[What the exercise asks] From the entries below, count the lines holding the word "payload" and give nothing but the number.

=== Data supplied ===

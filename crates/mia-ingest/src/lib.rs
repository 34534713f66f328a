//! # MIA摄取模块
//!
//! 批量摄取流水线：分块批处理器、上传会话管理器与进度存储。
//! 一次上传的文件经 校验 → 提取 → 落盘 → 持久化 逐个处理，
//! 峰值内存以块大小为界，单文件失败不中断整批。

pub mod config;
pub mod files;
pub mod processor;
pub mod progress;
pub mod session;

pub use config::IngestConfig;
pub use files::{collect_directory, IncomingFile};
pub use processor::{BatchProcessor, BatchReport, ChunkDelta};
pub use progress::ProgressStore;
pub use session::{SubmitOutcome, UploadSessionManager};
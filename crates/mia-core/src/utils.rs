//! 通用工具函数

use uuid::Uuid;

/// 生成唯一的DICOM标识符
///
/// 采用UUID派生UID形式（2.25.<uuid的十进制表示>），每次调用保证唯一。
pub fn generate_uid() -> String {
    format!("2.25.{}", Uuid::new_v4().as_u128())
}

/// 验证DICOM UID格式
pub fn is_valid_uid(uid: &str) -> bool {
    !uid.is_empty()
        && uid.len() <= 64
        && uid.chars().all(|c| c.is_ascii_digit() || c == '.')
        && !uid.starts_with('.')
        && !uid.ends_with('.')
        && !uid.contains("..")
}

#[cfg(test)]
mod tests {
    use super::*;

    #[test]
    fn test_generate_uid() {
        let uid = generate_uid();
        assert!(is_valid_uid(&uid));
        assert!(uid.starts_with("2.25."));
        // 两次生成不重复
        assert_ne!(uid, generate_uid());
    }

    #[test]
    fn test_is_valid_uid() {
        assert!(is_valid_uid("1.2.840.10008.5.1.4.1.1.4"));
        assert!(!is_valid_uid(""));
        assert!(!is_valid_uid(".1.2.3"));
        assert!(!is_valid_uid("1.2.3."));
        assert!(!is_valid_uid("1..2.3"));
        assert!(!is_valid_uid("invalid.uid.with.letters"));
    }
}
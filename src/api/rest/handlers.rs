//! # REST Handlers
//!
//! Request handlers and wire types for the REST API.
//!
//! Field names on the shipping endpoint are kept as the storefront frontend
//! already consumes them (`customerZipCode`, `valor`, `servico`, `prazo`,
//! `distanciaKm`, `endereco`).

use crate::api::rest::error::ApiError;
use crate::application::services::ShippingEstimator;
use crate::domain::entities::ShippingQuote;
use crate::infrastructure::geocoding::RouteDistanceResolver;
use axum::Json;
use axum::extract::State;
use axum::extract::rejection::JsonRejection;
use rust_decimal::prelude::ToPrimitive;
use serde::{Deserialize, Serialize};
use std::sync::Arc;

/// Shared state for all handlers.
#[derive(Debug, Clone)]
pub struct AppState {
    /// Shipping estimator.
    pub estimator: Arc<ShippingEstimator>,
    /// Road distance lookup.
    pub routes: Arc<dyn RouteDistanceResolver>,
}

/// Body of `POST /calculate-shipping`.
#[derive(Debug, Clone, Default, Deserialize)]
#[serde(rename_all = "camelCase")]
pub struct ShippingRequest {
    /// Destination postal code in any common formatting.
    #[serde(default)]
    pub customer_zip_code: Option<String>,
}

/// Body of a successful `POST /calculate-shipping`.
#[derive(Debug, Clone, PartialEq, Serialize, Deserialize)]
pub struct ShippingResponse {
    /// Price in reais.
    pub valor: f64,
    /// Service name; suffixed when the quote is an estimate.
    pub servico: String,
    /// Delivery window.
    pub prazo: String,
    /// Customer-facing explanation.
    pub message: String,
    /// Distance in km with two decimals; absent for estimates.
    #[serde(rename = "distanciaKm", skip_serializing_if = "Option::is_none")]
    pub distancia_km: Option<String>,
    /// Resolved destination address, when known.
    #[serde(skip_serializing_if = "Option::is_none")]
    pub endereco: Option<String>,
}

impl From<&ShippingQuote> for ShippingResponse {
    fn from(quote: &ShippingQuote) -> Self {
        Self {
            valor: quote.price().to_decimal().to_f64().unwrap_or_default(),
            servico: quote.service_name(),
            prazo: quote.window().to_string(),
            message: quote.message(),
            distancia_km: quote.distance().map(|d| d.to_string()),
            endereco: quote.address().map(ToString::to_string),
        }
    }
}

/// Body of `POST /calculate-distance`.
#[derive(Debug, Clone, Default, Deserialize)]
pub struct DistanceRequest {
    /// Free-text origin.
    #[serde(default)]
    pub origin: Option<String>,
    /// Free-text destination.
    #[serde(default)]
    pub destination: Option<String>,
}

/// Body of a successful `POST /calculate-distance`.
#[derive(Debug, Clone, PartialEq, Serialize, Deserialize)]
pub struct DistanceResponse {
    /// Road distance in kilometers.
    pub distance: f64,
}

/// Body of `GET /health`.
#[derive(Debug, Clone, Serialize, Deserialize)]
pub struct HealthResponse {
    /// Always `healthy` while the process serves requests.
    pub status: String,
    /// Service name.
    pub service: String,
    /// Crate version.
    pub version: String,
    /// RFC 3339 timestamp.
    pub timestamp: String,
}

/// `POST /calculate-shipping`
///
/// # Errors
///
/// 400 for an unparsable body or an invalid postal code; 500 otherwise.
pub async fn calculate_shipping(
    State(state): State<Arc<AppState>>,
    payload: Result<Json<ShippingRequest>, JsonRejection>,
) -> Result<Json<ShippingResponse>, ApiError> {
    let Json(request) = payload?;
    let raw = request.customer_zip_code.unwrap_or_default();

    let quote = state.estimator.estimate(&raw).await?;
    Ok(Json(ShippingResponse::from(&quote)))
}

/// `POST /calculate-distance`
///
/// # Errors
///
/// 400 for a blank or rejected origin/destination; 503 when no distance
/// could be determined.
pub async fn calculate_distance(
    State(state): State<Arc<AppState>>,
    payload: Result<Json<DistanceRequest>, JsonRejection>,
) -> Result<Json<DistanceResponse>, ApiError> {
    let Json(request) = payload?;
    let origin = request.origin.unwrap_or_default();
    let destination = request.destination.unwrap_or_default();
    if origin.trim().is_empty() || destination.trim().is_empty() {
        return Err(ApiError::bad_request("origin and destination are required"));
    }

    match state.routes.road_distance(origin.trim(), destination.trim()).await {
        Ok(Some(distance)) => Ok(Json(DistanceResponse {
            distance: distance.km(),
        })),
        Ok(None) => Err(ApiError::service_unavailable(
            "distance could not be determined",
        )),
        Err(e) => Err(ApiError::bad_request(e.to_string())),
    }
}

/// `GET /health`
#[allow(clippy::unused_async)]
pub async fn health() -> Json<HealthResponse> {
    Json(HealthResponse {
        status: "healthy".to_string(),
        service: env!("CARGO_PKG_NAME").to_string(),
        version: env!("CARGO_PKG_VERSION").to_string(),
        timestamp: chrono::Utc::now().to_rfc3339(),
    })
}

===

[Completed exercise] 4